Data in this exercise:
□ □ □ □ □ □ □

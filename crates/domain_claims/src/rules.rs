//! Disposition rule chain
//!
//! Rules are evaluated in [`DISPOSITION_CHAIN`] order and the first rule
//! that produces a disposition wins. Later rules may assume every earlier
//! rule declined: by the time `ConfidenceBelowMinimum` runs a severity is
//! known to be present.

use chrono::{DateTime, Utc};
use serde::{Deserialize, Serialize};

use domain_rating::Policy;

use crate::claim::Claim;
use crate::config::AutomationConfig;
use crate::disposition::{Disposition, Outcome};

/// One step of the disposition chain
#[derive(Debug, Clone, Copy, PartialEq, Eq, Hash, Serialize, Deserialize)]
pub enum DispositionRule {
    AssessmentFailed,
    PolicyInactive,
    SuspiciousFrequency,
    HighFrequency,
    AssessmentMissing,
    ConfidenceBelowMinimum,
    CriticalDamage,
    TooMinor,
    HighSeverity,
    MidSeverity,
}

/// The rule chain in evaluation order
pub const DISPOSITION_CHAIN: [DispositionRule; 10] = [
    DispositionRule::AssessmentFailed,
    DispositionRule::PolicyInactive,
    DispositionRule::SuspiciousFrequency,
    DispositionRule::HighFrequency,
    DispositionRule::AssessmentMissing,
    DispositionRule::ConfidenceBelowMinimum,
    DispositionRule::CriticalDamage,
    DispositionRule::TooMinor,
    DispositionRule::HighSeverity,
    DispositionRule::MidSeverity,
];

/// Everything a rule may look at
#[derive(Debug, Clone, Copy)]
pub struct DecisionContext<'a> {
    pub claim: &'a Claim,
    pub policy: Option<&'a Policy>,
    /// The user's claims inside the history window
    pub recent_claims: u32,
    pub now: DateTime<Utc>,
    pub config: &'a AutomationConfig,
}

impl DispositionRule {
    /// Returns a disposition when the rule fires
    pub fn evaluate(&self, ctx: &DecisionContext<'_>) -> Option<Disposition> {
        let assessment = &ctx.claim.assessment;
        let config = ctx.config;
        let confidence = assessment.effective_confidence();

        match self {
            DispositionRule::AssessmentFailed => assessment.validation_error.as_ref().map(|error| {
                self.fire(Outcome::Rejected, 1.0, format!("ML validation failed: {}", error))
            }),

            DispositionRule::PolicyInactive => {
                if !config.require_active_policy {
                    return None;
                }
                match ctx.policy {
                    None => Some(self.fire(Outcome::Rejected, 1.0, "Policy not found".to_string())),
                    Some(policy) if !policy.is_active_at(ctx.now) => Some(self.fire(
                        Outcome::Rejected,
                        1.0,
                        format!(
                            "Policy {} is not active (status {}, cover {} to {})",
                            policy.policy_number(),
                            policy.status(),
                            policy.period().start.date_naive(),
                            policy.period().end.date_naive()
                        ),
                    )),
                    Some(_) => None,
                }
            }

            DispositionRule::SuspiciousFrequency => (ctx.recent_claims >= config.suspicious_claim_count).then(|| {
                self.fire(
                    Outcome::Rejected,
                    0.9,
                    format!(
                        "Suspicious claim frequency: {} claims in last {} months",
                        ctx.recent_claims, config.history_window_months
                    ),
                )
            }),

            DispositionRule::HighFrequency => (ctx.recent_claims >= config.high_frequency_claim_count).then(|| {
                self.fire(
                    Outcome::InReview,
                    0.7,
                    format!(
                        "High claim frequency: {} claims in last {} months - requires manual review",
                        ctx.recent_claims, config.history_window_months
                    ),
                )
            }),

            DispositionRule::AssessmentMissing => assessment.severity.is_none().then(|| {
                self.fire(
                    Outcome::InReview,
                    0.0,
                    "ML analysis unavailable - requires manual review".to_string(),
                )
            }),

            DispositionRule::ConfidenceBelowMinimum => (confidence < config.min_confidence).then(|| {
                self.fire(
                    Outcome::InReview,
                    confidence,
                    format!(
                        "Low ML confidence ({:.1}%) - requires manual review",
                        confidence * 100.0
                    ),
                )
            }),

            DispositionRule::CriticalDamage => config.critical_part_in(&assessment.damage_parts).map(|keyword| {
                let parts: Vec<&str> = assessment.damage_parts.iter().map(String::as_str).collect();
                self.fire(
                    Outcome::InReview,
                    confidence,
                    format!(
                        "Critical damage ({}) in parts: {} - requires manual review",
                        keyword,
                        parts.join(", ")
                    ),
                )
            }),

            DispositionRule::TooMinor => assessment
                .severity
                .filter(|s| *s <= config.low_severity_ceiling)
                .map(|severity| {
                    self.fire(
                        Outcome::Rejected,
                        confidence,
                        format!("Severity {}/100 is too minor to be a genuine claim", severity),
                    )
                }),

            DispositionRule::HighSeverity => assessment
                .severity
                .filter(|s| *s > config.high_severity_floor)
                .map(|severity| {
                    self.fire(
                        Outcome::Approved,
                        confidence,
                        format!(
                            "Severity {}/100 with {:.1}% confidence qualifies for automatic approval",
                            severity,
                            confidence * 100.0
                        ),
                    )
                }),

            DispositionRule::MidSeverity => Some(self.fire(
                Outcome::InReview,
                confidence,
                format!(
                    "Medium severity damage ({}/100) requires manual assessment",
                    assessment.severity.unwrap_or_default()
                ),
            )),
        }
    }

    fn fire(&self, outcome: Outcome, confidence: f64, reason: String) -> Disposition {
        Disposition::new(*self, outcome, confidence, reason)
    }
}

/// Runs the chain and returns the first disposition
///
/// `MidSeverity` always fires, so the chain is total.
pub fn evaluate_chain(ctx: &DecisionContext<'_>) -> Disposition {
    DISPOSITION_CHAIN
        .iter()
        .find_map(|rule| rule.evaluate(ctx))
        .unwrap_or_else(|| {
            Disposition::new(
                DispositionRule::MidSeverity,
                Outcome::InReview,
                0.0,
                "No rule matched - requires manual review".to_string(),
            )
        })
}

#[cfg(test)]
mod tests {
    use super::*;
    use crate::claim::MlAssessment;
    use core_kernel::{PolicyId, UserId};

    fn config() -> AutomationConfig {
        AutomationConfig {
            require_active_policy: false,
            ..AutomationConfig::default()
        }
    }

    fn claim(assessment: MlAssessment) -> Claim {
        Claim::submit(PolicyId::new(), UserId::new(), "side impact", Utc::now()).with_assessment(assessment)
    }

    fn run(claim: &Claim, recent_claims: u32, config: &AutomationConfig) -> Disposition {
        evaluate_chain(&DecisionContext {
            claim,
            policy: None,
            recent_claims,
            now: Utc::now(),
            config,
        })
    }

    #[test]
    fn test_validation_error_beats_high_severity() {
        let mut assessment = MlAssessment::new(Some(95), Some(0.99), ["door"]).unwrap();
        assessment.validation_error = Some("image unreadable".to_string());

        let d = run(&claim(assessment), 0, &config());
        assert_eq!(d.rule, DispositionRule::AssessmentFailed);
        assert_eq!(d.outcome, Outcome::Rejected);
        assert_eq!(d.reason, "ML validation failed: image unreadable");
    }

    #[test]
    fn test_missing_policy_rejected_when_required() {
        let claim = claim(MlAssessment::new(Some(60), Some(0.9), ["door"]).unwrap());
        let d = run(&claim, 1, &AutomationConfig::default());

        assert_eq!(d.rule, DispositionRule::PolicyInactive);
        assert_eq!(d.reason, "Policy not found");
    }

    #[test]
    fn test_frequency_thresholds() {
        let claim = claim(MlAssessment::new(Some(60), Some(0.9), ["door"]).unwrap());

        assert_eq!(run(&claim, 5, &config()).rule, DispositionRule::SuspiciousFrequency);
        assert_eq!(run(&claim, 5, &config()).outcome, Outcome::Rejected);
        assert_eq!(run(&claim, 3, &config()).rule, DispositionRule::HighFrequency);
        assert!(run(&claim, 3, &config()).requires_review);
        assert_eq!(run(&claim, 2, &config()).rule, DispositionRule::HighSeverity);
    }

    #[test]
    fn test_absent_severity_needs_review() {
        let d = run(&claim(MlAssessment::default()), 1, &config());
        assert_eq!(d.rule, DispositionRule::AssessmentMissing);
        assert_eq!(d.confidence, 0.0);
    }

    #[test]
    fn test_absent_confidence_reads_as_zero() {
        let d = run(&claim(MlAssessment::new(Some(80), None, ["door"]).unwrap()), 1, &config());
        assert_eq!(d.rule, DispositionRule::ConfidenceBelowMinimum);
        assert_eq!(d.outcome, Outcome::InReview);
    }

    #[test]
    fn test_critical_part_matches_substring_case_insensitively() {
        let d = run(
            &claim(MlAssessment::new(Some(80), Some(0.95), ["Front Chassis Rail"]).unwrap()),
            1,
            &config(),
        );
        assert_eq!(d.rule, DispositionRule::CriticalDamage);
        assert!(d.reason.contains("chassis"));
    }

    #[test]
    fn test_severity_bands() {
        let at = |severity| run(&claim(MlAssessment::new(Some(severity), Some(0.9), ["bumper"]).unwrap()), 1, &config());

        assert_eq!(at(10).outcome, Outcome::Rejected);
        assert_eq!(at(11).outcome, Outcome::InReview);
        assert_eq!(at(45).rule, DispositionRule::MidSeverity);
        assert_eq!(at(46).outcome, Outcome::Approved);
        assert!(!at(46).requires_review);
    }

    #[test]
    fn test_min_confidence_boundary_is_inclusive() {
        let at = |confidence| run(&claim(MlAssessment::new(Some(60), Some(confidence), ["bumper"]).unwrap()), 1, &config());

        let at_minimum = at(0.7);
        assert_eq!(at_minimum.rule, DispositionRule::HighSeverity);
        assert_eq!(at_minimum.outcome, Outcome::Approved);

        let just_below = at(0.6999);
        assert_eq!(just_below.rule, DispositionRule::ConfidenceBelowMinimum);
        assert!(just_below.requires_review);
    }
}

□ □ □ □ □ □ □

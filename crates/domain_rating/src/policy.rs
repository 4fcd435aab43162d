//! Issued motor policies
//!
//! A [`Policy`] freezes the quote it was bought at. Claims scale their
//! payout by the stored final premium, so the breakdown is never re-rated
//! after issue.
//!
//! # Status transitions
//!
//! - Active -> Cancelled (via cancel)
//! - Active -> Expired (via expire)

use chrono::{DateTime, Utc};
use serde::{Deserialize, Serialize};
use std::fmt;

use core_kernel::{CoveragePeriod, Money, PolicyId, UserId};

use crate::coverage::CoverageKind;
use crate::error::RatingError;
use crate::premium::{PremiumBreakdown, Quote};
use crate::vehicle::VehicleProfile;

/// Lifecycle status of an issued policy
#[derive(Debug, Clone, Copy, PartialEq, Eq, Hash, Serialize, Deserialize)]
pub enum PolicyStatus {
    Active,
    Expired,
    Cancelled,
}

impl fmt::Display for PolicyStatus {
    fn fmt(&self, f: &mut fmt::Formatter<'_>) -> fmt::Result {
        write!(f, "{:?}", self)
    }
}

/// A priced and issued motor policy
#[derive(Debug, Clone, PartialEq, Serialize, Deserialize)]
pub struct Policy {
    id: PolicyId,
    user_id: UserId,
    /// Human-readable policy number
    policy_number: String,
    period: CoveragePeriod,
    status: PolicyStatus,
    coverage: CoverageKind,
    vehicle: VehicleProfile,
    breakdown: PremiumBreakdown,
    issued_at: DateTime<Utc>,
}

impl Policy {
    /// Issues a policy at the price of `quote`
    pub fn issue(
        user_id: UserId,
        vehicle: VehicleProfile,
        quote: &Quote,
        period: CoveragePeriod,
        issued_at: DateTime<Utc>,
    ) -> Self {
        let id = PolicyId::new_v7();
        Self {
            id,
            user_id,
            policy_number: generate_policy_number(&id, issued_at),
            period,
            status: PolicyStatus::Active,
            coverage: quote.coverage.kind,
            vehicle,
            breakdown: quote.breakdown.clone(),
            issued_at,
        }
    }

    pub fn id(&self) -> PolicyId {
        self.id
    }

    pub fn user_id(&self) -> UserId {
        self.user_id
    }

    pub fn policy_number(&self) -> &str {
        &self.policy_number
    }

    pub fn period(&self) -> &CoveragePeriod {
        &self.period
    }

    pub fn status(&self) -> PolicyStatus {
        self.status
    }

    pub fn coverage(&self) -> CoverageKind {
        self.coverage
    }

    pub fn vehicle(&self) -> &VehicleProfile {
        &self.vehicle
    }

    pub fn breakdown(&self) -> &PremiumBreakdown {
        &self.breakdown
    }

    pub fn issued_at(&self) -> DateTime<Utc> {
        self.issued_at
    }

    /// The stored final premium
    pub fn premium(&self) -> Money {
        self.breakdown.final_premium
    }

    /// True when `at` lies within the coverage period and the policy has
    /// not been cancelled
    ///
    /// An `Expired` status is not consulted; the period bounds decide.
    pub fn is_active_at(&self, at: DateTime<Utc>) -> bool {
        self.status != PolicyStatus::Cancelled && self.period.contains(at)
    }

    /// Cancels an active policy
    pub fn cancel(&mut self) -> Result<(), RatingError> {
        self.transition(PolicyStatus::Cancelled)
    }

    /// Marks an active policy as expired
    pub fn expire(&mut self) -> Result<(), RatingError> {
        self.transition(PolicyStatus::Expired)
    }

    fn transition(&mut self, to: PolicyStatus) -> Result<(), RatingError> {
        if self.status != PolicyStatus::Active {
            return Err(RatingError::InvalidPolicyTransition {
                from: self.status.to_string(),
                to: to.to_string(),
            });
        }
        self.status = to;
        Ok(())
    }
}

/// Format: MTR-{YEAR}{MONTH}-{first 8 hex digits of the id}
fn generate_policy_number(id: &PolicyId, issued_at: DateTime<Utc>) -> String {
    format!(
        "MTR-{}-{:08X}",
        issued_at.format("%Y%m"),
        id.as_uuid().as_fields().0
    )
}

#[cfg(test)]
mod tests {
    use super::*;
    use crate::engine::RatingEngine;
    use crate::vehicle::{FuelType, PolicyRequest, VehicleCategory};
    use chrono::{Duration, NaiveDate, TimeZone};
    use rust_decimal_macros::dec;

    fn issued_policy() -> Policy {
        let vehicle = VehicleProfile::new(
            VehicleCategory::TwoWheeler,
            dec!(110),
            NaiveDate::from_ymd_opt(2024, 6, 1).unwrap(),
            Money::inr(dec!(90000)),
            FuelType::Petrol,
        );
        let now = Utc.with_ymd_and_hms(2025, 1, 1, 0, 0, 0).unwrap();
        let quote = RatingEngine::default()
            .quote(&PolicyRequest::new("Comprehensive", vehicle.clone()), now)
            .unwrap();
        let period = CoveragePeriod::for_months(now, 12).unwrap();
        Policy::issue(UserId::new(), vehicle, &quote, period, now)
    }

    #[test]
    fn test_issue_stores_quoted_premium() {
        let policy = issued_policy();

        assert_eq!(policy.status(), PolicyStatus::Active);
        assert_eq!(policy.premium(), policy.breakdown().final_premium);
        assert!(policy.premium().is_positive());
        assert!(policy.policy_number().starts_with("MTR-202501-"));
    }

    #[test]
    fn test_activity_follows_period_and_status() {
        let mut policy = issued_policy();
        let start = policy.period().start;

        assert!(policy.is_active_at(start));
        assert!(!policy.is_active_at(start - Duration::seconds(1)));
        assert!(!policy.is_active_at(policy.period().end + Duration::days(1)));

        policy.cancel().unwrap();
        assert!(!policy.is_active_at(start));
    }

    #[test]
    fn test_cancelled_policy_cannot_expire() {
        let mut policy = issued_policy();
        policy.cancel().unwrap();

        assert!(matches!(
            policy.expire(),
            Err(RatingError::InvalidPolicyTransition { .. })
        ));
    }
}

□ □ □ □ □ □ □

What the exercise asks: In the material above, transcribe exactly the lines beginning at the one with "fn issued_policy() ->" and ending at the one with "let quote = RatingEngine::default()", both included.

Output of the task:
    fn issued_policy() -> Policy {
        let vehicle = VehicleProfile::new(
            VehicleCategory::TwoWheeler,
            dec!(110),
            NaiveDate::from_ymd_opt(2024, 6, 1).unwrap(),
            Money::inr(dec!(90000)),
            FuelType::Petrol,
        );
        let now = Utc.with_ymd_and_hms(2025, 1, 1, 0, 0, 0).unwrap();
        let quote = RatingEngine::default()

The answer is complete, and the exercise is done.